RAW DATA:
use bubbles_core::{KeyValueStore, MemoryStore, StorageError};
use web_sys as web;

/// `localStorage` when the browser grants it, in-memory otherwise.
pub enum BrowserStore {
    Local(web::Storage),
    Memory(MemoryStore),
}

impl BrowserStore {
    pub fn open() -> Self {
        match local_storage() {
            Ok(storage) => BrowserStore::Local(storage),
            Err(e) => {
                log::warn!("[storage] {}; votes will not survive reload", e);
                BrowserStore::Memory(MemoryStore::new())
            }
        }
    }
}

fn local_storage() -> Result<web::Storage, StorageError> {
    let window = web::window().ok_or_else(|| StorageError::Unavailable("no window".into()))?;
    match window.local_storage() {
        Ok(Some(storage)) => Ok(storage),
        Ok(None) => Err(StorageError::Unavailable("localStorage disabled".into())),
        Err(e) => Err(StorageError::Unavailable(format!("{:?}", e))),
    }
}

impl KeyValueStore for BrowserStore {
    fn get(&self, key: &str) -> Option<String> {
        match self {
            BrowserStore::Local(s) => s.get_item(key).ok().flatten(),
            BrowserStore::Memory(m) => m.get(key),
        }
    }

    fn set(&mut self, key: &str, value: &str) -> Result<(), StorageError> {
        match self {
            BrowserStore::Local(s) => {
                s.set_item(key, value)
                    .map_err(|e| StorageError::WriteRejected {
                        key: key.to_owned(),
                        reason: format!("{:?}", e),
                    })
            }
            BrowserStore::Memory(m) => m.set(key, value),
        }
    }
}
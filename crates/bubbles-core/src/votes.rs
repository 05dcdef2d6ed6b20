//! Vote tally and its persisted store.

use crate::catalog::Genre;
use crate::constants::STORAGE_KEY;
use crate::storage::KeyValueStore;
use fnv::FnvHashMap;
use serde_json::{Map, Value};

/// Vote count per catalog key. Every catalog key always has an entry.
#[derive(Clone, Debug, PartialEq)]
pub struct VoteTally {
    catalog: &'static [Genre],
    counts: FnvHashMap<&'static str, u32>,
}

impl VoteTally {
    pub fn zeroed(catalog: &'static [Genre]) -> Self {
        let counts = catalog.iter().map(|g| (g.key, 0)).collect();
        Self { catalog, counts }
    }

    /// Lenient load of the persisted JSON object.
    ///
    /// Malformed input yields an all-zero tally; entries that are not
    /// non-negative integers read as zero; unknown keys are dropped.
    pub fn from_json(catalog: &'static [Genre], text: &str) -> Self {
        let mut tally = Self::zeroed(catalog);
        let parsed: Map<String, Value> = match serde_json::from_str(text) {
            Ok(m) => m,
            Err(e) => {
                log::warn!("[votes] ignoring malformed tally: {}", e);
                return tally;
            }
        };
        for g in catalog {
            if let Some(n) = parsed.get(g.key).and_then(Value::as_u64) {
                tally
                    .counts
                    .insert(g.key, u32::try_from(n).unwrap_or(u32::MAX));
            }
        }
        tally
    }

    pub fn to_json(&self) -> String {
        let obj: Map<String, Value> = self
            .iter()
            .map(|(k, n)| (k.to_owned(), Value::from(n)))
            .collect();
        Value::Object(obj).to_string()
    }

    #[inline]
    pub fn count(&self, key: &str) -> u32 {
        self.counts.get(key).copied().unwrap_or(0)
    }

    /// Add one vote. Returns the new count, or `None` for unknown keys.
    pub fn increment(&mut self, key: &str) -> Option<u32> {
        self.counts.get_mut(key).map(|c| {
            *c = c.saturating_add(1);
            *c
        })
    }

    pub fn reset(&mut self) {
        for c in self.counts.values_mut() {
            *c = 0;
        }
    }

    pub fn total(&self) -> u64 {
        self.counts.values().map(|&c| c as u64).sum()
    }

    /// `(key, count)` pairs in catalog order.
    pub fn iter(&self) -> impl Iterator<Item = (&'static str, u32)> + '_ {
        self.catalog.iter().map(|g| (g.key, self.count(g.key)))
    }
}

/// Tally backed by durable storage; every mutation rewrites the full entry.
pub struct VoteStore<S: KeyValueStore> {
    tally: VoteTally,
    store: S,
    key: &'static str,
}

impl<S: KeyValueStore> VoteStore<S> {
    pub fn open(catalog: &'static [Genre], store: S) -> Self {
        Self::open_with_key(catalog, store, STORAGE_KEY)
    }

    pub fn open_with_key(catalog: &'static [Genre], store: S, key: &'static str) -> Self {
        let tally = match store.get(key) {
            Some(text) => VoteTally::from_json(catalog, &text),
            None => VoteTally::zeroed(catalog),
        };
        log::info!("[votes] loaded {} votes from `{}`", tally.total(), key);
        Self { tally, store, key }
    }

    #[inline]
    pub fn tally(&self) -> &VoteTally {
        &self.tally
    }

    #[inline]
    pub fn count(&self, key: &str) -> u32 {
        self.tally.count(key)
    }

    pub fn store(&self) -> &S {
        &self.store
    }

    pub fn increment(&mut self, key: &str) -> Option<u32> {
        let Some(n) = self.tally.increment(key) else {
            log::debug!("[votes] ignoring vote for unknown genre `{}`", key);
            return None;
        };
        self.persist();
        Some(n)
    }

    pub fn reset(&mut self) {
        self.tally.reset();
        self.persist();
    }

    fn persist(&mut self) {
        // The in-memory tally stays authoritative when the write fails.
        if let Err(e) = self.store.set(self.key, &self.tally.to_json()) {
            log::warn!("[votes] persist failed: {}", e);
        }
    }
}
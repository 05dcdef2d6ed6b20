//! Application context wiring the catalog, vote store and simulation.

use crate::catalog::{find, Genre};
use crate::export::{export_file, ExportFile};
use crate::interaction::{apply_drag, handle_pointer_down, Drag, VoteOutcome};
use crate::label::{fit_label, LabelLayout, TextMeasure};
use crate::radius::radius_for_votes;
use crate::sim::{SimBody, SimConfig, Simulation};
use crate::storage::KeyValueStore;
use crate::votes::{VoteStore, VoteTally};
use chrono::NaiveDateTime;
use std::fmt::Display;

/// A body together with its fitted label for one frame.
#[derive(Clone, Debug, PartialEq)]
pub struct PlacedLabel {
    pub body: SimBody,
    pub layout: LabelLayout,
}

pub struct BubbleApp<S: KeyValueStore> {
    catalog: &'static [Genre],
    votes: VoteStore<S>,
    sim: Simulation,
    drag: Option<Drag>,
}

impl<S: KeyValueStore> BubbleApp<S> {
    pub fn new(catalog: &'static [Genre], store: S, config: SimConfig) -> Self {
        let votes = VoteStore::open(catalog, store);
        let sim = Simulation::new(catalog, votes.tally(), config);
        Self {
            catalog,
            votes,
            sim,
            drag: None,
        }
    }

    #[inline]
    pub fn tally(&self) -> &VoteTally {
        self.votes.tally()
    }

    #[inline]
    pub fn votes(&self) -> &VoteStore<S> {
        &self.votes
    }

    #[inline]
    pub fn sim(&self) -> &Simulation {
        &self.sim
    }

    /// Key of the bubble currently held by the pointer.
    #[inline]
    pub fn dragged(&self) -> Option<&'static str> {
        self.drag.map(|d| d.genre_key)
    }

    /// One simulation step, steering any held bubble first.
    pub fn tick(&mut self) -> usize {
        if let Some(drag) = self.drag {
            if !apply_drag(&mut self.sim, &drag) {
                self.drag = None;
            }
        }
        self.sim.step()
    }

    pub fn pointer_down(&mut self, point: glam::Vec2) -> Option<VoteOutcome> {
        handle_pointer_down(&mut self.sim, &mut self.votes, point)
    }

    /// Grab the bubble under `point`, if any. Grabbing does not vote.
    pub fn drag_start(&mut self, point: glam::Vec2) -> Option<&'static str> {
        let key = self.sim.hit_test(point)?;
        self.drag = Some(Drag {
            genre_key: key,
            target: point,
        });
        log::debug!("[drag] grab {}", key);
        Some(key)
    }

    pub fn drag_to(&mut self, point: glam::Vec2) {
        if let Some(drag) = self.drag.as_mut() {
            drag.target = point;
        }
    }

    /// Let go. The bubble keeps whatever velocity the drag gave it.
    pub fn drag_end(&mut self) -> Option<&'static str> {
        let drag = self.drag.take()?;
        log::debug!("[drag] release {}", drag.genre_key);
        Some(drag.genre_key)
    }

    pub fn labels(&self, measure: &impl TextMeasure) -> Vec<PlacedLabel> {
        self.sim
            .bodies()
            .map(|body| {
                let label = find(self.catalog, body.genre_key).map_or(body.genre_key, |g| g.label);
                let votes = self.votes.count(body.genre_key);
                PlacedLabel {
                    body,
                    layout: fit_label(measure, label, body.radius, votes),
                }
            })
            .collect()
    }

    /// Export the tally as CSV, hand it to `download`, then zero every count
    /// and shrink every bubble to the base radius.
    ///
    /// A failed download is logged and the reset still happens.
    pub fn export_and_reset<E: Display>(
        &mut self,
        at: NaiveDateTime,
        download: impl FnOnce(&ExportFile) -> Result<(), E>,
    ) -> ExportFile {
        let file = export_file(self.catalog, self.votes.tally(), at);
        match download(&file) {
            Ok(()) => log::info!("[export] {} ({} bytes)", file.filename, file.contents.len()),
            Err(e) => log::warn!("[export] download of {} failed: {}", file.filename, e),
        }

        self.votes.reset();
        let base = radius_for_votes(0);
        for g in self.catalog {
            self.sim.resize(g.key, base);
        }
        log::info!("[export] votes reset");
        file
    }

    pub fn teardown(&mut self) {
        self.drag = None;
        self.sim.teardown();
    }
}
//! CSV export of the vote tally.

use crate::catalog::Genre;
use crate::constants::{CSV_HEADER, CSV_MIME, EXPORT_FILE_PREFIX};
use crate::votes::VoteTally;
use chrono::NaiveDateTime;
use std::borrow::Cow;

#[derive(Clone, Debug, PartialEq, Eq)]
pub struct ExportFile {
    pub filename: String,
    pub mime: &'static str,
    pub contents: String,
}

/// Quote a field when it contains a comma, quote or line break.
pub fn csv_field(field: &str) -> Cow<'_, str> {
    if field.contains([',', '"', '\n', '\r']) {
        Cow::Owned(format!("\"{}\"", field.replace('"', "\"\"")))
    } else {
        Cow::Borrowed(field)
    }
}

fn push_row(out: &mut String, cells: &[&str]) {
    for (i, cell) in cells.iter().enumerate() {
        if i > 0 {
            out.push(',');
        }
        out.push_str(&csv_field(cell));
    }
    out.push_str("\r\n");
}

pub fn tally_to_csv(catalog: &[Genre], tally: &VoteTally) -> String {
    let mut out = String::new();
    push_row(&mut out, &CSV_HEADER);
    for g in catalog {
        let votes = tally.count(g.key).to_string();
        push_row(&mut out, &[g.key, g.label, &votes]);
    }
    out
}

pub fn export_filename(at: NaiveDateTime) -> String {
    format!("{}{}.csv", EXPORT_FILE_PREFIX, at.format("%Y%m%d_%H%M%S"))
}

pub fn export_file(catalog: &[Genre], tally: &VoteTally, at: NaiveDateTime) -> ExportFile {
    ExportFile {
        filename: export_filename(at),
        mime: CSV_MIME,
        contents: tally_to_csv(catalog, tally),
    }
}

/// Cosmetic passphrase check in front of export. Not a security boundary.
///
/// With no expected passphrase every request passes; a cancelled prompt
/// (`None`) never does.
pub fn passphrase_accepts(expected: Option<&str>, entered: Option<&str>) -> bool {
    match expected {
        None => true,
        Some(want) => entered.map(str::trim) == Some(want),
    }
}
use crate::constants::{MAX_STEPS_PER_FRAME, STEP_SEC};
use crate::render::CanvasSurface;
use crate::App;
use instant::Instant;
use std::cell::{Cell, RefCell};
use std::rc::Rc;
use wasm_bindgen::closure::Closure;
use wasm_bindgen::JsCast;
use web_sys as web;

pub struct FrameContext {
    pub app: Rc<RefCell<App>>,
    pub surface: Rc<CanvasSurface>,
    pub last_instant: Instant,
    pub accumulator: f32,
}

impl FrameContext {
    pub fn new(app: Rc<RefCell<App>>, surface: Rc<CanvasSurface>) -> Self {
        Self {
            app,
            surface,
            last_instant: Instant::now(),
            accumulator: 0.0,
        }
    }

    pub fn frame(&mut self) {
        let now = Instant::now();
        let dt_sec = (now - self.last_instant).as_secs_f32();
        self.last_instant = now;

        self.accumulator += dt_sec;
        let mut steps = 0;
        {
            let mut app = self.app.borrow_mut();
            while self.accumulator >= STEP_SEC && steps < MAX_STEPS_PER_FRAME {
                app.tick();
                self.accumulator -= STEP_SEC;
                steps += 1;
            }
        }
        if steps == MAX_STEPS_PER_FRAME {
            self.accumulator = 0.0;
        }

        self.surface.draw(&*self.app.borrow());
    }
}

type TickClosure = Rc<RefCell<Option<Closure<dyn FnMut()>>>>;

/// Handle to a running requestAnimationFrame loop.
pub struct LoopHandle {
    running: Rc<Cell<bool>>,
    raf_id: Rc<Cell<Option<i32>>>,
    tick: TickClosure,
}

impl LoopHandle {
    /// Cancel the pending frame and drop the loop closure.
    pub fn stop(&self) {
        self.running.set(false);
        if let (Some(id), Some(w)) = (self.raf_id.take(), web::window()) {
            _ = w.cancel_animation_frame(id);
        }
        self.tick.borrow_mut().take();
    }
}

fn request_frame(tick: &TickClosure, raf_id: &Cell<Option<i32>>) {
    if let (Some(cb), Some(w)) = (tick.borrow().as_ref(), web::window()) {
        match w.request_animation_frame(cb.as_ref().unchecked_ref()) {
            Ok(id) => raf_id.set(Some(id)),
            Err(e) => log::error!("requestAnimationFrame failed: {:?}", e),
        }
    }
}

pub fn start_loop(frame_ctx: FrameContext) -> LoopHandle {
    let running = Rc::new(Cell::new(true));
    let raf_id: Rc<Cell<Option<i32>>> = Rc::new(Cell::new(None));
    let tick: TickClosure = Rc::new(RefCell::new(None));

    let tick_clone = tick.clone();
    let running_tick = running.clone();
    let raf_tick = raf_id.clone();
    let mut frame_ctx = frame_ctx;
    *tick.borrow_mut() = Some(Closure::wrap(Box::new(move || {
        raf_tick.set(None);
        if !running_tick.get() {
            return;
        }
        frame_ctx.frame();
        request_frame(&tick_clone, &raf_tick);
    }) as Box<dyn FnMut()>));

    request_frame(&tick, &raf_id);
    LoopHandle {
        running,
        raf_id,
        tick,
    }
}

TASK DESCRIPTION:
Lines holding the word "glam" in the records above: how many are there? Answer with the number only.

REPLY:
3